[Exercise]: Of all the entries below, only the lines from the one with "respecting quiet mode." up to and including the one with "fn render_yaml<T: serde::Serialize" are to be duplicated exactly.

*** Block opens ***

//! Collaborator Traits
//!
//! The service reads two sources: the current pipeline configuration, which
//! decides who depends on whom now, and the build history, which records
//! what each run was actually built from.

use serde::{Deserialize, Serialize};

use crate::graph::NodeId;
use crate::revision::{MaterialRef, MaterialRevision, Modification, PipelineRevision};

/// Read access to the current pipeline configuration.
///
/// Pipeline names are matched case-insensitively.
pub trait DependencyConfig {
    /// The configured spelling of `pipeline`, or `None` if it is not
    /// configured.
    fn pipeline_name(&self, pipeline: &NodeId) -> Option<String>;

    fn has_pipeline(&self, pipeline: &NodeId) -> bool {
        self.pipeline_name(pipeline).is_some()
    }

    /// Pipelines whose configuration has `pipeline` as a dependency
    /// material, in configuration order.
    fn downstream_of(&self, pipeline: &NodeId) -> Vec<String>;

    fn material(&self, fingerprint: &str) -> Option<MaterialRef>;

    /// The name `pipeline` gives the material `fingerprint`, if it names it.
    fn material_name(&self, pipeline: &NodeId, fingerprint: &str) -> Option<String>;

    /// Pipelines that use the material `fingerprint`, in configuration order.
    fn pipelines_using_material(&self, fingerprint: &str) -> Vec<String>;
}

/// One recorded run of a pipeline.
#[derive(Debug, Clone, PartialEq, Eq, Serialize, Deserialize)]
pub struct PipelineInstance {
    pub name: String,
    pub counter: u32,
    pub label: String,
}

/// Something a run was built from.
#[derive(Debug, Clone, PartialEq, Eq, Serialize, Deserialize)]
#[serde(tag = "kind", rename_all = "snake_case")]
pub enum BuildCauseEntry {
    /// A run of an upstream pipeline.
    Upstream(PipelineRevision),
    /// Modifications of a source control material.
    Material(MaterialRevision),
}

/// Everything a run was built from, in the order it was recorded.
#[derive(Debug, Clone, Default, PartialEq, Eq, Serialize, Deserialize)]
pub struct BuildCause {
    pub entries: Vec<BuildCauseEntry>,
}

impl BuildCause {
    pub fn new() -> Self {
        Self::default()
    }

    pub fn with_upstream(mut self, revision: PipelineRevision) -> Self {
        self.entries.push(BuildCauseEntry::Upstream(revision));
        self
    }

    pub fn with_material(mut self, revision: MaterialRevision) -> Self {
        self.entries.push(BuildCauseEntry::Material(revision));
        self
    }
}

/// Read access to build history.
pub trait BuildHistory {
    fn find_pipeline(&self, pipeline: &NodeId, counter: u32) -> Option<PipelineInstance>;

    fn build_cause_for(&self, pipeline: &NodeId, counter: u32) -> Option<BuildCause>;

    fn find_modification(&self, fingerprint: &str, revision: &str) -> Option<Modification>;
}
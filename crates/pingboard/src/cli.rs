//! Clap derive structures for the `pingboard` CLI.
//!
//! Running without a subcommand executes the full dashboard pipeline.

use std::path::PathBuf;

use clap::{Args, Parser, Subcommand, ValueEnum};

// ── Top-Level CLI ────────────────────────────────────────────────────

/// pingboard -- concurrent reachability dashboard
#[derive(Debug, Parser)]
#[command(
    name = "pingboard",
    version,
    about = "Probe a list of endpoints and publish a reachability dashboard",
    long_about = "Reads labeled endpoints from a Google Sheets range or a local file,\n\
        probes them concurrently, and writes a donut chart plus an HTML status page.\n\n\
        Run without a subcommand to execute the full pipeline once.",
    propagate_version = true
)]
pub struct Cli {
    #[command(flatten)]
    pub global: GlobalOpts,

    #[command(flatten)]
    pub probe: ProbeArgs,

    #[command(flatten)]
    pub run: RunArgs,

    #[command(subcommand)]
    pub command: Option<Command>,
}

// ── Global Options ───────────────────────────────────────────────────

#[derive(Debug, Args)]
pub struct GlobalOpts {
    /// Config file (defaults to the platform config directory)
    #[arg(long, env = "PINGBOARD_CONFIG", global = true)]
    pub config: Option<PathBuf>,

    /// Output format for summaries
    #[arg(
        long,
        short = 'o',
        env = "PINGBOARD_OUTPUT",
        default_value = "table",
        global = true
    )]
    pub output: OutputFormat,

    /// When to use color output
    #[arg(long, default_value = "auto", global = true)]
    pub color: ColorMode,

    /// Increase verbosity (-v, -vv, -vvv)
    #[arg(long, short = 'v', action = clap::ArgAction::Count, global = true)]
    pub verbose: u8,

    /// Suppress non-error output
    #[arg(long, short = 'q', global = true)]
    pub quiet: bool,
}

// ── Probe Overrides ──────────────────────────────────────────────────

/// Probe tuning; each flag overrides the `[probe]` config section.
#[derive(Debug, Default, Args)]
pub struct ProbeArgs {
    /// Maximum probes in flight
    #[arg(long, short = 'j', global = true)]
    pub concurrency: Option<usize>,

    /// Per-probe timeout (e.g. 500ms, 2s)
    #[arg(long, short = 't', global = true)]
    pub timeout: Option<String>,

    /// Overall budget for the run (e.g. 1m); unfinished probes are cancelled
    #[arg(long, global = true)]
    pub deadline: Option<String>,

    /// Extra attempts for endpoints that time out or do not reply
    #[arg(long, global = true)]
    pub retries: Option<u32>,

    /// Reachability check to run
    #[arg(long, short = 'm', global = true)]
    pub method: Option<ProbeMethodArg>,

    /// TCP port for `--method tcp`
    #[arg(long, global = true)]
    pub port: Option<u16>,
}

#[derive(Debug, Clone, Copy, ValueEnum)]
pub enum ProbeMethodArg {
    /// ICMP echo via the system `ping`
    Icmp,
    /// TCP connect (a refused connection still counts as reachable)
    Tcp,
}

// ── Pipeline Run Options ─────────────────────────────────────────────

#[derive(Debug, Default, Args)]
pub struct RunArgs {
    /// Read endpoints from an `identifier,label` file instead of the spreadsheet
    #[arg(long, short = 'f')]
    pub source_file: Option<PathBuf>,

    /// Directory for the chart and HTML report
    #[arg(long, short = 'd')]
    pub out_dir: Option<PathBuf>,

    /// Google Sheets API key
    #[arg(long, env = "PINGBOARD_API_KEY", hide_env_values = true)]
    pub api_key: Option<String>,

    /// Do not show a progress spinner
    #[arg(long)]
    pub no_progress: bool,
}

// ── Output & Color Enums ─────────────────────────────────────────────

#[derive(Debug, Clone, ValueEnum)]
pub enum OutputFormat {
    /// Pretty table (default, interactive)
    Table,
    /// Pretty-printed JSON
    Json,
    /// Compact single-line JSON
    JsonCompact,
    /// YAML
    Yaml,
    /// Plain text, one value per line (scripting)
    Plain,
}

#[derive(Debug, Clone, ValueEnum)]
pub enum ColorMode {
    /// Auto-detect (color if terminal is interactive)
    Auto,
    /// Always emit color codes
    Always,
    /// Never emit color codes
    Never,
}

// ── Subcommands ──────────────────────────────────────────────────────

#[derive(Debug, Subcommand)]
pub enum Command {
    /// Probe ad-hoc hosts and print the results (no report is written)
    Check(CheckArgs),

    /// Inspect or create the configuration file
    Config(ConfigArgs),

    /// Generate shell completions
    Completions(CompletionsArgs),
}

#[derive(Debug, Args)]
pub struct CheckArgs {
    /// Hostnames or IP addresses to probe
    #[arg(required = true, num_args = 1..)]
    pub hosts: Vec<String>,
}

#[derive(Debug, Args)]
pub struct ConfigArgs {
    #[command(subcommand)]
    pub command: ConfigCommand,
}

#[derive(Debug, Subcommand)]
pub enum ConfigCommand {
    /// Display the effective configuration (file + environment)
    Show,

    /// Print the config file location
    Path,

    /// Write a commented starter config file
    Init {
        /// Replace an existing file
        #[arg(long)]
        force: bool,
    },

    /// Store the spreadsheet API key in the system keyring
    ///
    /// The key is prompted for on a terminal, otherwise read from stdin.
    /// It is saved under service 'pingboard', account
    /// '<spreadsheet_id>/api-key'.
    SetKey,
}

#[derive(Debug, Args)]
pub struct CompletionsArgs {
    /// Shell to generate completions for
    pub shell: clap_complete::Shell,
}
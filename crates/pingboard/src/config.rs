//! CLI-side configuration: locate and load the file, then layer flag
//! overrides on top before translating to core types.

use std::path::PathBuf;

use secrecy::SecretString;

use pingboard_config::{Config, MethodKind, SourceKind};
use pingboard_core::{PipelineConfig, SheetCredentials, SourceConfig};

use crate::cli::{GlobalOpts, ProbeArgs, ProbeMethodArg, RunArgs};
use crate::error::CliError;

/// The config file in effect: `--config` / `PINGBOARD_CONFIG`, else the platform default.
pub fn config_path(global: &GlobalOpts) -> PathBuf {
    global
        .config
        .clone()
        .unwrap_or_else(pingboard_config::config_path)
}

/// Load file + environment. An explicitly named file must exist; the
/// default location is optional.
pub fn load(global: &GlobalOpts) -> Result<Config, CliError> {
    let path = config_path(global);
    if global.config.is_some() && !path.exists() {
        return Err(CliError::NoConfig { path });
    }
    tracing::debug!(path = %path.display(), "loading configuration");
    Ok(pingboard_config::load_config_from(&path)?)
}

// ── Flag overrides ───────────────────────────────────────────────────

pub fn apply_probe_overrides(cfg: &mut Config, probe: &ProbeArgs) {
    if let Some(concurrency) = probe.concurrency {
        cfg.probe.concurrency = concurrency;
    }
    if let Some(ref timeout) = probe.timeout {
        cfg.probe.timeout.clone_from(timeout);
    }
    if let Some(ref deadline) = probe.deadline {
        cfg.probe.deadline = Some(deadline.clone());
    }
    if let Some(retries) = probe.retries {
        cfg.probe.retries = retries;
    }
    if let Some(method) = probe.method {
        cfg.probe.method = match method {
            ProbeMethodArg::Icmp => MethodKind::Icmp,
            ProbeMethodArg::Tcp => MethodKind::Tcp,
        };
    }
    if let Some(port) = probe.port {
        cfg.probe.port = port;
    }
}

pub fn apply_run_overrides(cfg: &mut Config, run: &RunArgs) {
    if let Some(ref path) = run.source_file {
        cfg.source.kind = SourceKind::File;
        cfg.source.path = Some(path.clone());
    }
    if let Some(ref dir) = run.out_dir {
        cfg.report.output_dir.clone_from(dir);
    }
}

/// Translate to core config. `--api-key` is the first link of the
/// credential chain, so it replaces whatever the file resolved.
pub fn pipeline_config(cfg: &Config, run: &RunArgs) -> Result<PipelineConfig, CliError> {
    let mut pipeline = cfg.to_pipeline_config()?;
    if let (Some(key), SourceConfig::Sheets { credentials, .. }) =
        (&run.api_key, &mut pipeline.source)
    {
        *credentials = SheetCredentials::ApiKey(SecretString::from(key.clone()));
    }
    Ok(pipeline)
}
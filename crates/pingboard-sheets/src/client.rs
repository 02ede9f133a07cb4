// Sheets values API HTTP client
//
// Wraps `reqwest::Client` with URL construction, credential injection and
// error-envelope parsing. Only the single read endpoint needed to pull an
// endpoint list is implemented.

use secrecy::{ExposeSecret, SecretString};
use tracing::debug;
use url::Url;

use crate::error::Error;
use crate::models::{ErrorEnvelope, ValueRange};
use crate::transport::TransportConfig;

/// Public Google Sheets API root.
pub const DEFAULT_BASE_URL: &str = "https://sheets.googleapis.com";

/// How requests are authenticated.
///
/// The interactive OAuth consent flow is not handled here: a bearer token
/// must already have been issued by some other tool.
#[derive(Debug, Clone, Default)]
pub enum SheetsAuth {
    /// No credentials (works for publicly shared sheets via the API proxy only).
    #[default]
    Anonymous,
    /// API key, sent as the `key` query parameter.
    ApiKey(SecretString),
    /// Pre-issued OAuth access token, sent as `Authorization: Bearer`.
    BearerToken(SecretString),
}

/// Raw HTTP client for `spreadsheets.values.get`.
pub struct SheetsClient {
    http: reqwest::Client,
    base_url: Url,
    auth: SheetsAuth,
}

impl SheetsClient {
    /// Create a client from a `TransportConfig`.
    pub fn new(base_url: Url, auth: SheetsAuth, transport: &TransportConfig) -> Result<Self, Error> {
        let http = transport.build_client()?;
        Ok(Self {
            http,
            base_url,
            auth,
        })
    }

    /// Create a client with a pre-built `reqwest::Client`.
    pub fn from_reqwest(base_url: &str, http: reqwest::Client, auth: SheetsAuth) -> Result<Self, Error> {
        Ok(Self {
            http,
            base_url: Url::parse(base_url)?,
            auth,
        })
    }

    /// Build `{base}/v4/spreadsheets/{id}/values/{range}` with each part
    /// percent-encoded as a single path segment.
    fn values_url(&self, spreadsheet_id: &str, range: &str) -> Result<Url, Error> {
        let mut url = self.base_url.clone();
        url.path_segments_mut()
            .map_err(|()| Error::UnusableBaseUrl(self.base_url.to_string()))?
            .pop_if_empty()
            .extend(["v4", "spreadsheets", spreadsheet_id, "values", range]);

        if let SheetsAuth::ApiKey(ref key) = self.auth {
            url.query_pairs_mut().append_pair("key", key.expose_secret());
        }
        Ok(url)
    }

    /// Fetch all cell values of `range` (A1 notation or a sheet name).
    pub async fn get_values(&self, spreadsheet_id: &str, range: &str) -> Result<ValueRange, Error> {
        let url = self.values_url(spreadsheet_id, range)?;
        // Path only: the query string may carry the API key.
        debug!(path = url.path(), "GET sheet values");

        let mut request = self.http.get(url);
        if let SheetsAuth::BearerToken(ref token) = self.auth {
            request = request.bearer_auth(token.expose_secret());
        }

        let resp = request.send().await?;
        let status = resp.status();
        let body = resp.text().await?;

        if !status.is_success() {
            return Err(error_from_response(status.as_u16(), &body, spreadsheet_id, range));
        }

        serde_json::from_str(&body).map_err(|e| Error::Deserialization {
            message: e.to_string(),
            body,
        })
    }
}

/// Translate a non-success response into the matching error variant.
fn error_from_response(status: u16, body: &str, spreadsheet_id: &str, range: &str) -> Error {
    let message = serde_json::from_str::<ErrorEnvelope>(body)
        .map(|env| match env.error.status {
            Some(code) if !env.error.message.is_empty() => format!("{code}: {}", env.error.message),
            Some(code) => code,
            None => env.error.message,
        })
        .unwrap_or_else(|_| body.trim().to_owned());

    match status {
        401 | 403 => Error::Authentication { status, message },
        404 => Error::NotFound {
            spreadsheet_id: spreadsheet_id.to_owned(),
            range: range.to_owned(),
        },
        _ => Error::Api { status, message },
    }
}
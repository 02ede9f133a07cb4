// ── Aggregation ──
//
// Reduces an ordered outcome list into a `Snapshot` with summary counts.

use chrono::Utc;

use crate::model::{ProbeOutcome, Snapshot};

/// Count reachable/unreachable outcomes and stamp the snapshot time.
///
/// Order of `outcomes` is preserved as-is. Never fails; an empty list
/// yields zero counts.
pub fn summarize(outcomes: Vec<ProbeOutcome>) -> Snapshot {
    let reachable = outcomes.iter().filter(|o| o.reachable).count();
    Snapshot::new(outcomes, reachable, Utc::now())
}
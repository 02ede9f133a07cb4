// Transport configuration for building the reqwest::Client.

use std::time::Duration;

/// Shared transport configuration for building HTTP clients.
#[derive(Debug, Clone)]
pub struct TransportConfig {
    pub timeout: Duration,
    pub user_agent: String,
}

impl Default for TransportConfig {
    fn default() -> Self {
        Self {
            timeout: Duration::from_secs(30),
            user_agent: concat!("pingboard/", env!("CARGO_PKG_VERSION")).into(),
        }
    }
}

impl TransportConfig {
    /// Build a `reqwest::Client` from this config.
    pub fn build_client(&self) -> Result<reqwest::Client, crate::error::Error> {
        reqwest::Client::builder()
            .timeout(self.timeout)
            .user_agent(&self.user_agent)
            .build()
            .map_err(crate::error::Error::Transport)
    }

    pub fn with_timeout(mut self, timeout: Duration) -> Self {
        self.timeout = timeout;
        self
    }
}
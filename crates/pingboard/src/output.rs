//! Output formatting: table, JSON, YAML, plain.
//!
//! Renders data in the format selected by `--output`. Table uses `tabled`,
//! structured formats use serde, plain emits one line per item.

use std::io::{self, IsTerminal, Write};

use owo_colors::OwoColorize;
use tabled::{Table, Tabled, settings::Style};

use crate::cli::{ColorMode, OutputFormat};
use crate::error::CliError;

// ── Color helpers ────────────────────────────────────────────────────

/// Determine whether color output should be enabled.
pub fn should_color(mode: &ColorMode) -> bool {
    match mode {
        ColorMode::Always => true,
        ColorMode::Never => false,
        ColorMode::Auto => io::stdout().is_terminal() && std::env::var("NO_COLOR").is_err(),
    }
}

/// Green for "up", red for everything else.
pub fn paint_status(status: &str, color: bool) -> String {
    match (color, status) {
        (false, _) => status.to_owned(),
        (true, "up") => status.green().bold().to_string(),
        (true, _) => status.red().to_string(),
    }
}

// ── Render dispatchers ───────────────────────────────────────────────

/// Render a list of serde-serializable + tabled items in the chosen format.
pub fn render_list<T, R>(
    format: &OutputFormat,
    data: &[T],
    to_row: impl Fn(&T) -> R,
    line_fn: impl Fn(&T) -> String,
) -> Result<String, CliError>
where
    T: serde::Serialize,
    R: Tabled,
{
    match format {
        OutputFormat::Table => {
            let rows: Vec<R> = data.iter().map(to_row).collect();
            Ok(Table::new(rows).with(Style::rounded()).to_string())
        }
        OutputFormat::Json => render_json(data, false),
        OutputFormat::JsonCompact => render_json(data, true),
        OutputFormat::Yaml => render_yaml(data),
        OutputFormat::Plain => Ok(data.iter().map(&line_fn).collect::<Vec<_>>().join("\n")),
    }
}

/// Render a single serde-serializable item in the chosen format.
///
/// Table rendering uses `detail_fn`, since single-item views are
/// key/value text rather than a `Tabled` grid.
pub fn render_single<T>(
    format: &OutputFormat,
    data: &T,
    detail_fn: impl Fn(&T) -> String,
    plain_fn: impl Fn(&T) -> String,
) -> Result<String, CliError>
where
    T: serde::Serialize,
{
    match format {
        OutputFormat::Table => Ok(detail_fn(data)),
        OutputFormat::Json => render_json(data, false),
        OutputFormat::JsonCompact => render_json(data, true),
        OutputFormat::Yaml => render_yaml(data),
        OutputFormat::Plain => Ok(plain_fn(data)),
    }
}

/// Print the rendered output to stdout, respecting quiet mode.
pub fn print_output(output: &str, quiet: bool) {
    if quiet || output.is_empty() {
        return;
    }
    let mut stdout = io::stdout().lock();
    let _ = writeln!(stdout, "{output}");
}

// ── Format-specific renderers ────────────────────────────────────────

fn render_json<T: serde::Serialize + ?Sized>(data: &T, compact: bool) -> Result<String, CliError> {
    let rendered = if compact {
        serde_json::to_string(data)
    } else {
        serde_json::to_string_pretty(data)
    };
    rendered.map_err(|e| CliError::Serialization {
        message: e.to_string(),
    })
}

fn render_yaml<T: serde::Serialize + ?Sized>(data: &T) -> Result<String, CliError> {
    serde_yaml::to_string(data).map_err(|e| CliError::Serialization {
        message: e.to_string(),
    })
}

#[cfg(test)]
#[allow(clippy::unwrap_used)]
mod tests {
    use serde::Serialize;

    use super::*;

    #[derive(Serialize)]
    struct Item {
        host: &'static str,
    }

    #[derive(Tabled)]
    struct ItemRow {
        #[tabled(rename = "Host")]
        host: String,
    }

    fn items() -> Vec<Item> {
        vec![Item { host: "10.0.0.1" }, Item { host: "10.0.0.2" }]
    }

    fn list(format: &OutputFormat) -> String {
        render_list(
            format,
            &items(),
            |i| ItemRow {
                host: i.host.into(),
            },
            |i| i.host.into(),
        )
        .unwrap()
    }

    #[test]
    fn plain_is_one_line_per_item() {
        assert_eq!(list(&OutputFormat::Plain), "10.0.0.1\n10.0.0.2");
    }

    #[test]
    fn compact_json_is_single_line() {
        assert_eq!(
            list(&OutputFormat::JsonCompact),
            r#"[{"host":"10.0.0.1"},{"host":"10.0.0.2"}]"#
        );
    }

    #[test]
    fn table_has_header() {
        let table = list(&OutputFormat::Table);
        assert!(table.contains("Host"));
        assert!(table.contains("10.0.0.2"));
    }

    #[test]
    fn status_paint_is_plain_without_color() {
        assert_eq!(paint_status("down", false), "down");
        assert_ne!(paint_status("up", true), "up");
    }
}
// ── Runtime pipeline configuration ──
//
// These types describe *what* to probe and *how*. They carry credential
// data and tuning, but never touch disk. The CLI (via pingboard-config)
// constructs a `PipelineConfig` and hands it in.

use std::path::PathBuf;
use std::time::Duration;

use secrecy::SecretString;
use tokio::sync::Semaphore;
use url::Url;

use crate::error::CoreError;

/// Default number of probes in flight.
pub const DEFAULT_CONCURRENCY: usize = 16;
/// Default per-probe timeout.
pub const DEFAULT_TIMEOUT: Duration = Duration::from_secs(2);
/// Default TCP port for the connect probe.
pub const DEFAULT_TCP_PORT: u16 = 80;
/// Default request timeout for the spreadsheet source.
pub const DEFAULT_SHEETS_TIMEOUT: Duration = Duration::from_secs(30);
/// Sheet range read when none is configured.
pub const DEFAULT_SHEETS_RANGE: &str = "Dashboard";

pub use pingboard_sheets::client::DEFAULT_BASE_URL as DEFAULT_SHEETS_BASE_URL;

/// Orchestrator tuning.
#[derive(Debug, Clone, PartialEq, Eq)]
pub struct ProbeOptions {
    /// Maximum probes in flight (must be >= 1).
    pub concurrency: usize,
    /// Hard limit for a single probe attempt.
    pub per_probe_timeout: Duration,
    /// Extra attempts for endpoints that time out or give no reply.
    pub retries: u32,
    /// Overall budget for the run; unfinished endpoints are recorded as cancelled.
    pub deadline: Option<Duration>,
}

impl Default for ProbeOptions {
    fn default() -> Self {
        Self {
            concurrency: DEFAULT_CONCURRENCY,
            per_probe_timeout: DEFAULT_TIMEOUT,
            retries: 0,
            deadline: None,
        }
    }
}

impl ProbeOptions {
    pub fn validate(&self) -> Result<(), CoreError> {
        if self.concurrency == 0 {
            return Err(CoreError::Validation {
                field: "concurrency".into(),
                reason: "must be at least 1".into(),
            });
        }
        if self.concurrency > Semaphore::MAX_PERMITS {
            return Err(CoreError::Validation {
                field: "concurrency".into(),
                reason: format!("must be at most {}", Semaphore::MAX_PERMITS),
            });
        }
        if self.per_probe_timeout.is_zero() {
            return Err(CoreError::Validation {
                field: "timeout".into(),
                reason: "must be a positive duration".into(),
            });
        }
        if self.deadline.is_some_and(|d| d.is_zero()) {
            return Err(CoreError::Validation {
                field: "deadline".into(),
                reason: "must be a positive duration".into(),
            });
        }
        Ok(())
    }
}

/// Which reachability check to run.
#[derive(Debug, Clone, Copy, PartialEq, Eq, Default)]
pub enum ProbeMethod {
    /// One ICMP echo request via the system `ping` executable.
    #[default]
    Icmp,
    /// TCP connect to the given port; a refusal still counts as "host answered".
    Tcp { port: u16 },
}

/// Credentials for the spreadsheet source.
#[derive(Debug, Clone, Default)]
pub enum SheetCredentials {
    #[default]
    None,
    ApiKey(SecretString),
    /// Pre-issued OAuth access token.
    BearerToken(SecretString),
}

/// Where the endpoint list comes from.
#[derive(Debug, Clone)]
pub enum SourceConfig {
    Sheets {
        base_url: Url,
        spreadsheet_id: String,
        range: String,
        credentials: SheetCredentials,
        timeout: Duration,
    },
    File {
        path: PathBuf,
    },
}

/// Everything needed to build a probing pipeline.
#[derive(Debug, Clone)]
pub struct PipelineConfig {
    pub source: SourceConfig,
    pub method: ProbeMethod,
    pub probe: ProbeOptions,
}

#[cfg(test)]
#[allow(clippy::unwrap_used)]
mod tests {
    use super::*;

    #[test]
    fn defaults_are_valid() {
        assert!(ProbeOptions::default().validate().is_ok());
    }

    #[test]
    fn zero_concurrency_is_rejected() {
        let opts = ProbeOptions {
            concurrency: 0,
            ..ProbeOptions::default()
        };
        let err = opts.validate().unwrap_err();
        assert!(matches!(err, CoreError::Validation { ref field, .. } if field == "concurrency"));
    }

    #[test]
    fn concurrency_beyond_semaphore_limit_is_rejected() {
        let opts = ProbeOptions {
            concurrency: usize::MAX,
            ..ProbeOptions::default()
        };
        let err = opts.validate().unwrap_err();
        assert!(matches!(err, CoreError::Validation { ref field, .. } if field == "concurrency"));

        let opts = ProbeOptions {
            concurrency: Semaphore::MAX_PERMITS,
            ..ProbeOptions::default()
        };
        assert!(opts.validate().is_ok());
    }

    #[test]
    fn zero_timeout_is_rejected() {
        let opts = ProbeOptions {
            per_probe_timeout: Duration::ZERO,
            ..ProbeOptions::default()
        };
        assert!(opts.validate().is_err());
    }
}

*** Block closes ***

[Reply]:
/// Print the rendered output to stdout, respecting quiet mode.
pub fn print_output(output: &str, quiet: bool) {
    if quiet || output.is_empty() {
        return;
    }
    let mut stdout = io::stdout().lock();
    let _ = writeln!(stdout, "{output}");
}

// ── Format-specific renderers ────────────────────────────────────────

fn render_json<T: serde::Serialize + ?Sized>(data: &T, compact: bool) -> Result<String, CliError> {
    let rendered = if compact {
        serde_json::to_string(data)
    } else {
        serde_json::to_string_pretty(data)
    };
    rendered.map_err(|e| CliError::Serialization {
        message: e.to_string(),
    })
}

fn render_yaml<T: serde::Serialize + ?Sized>(data: &T) -> Result<String, CliError> {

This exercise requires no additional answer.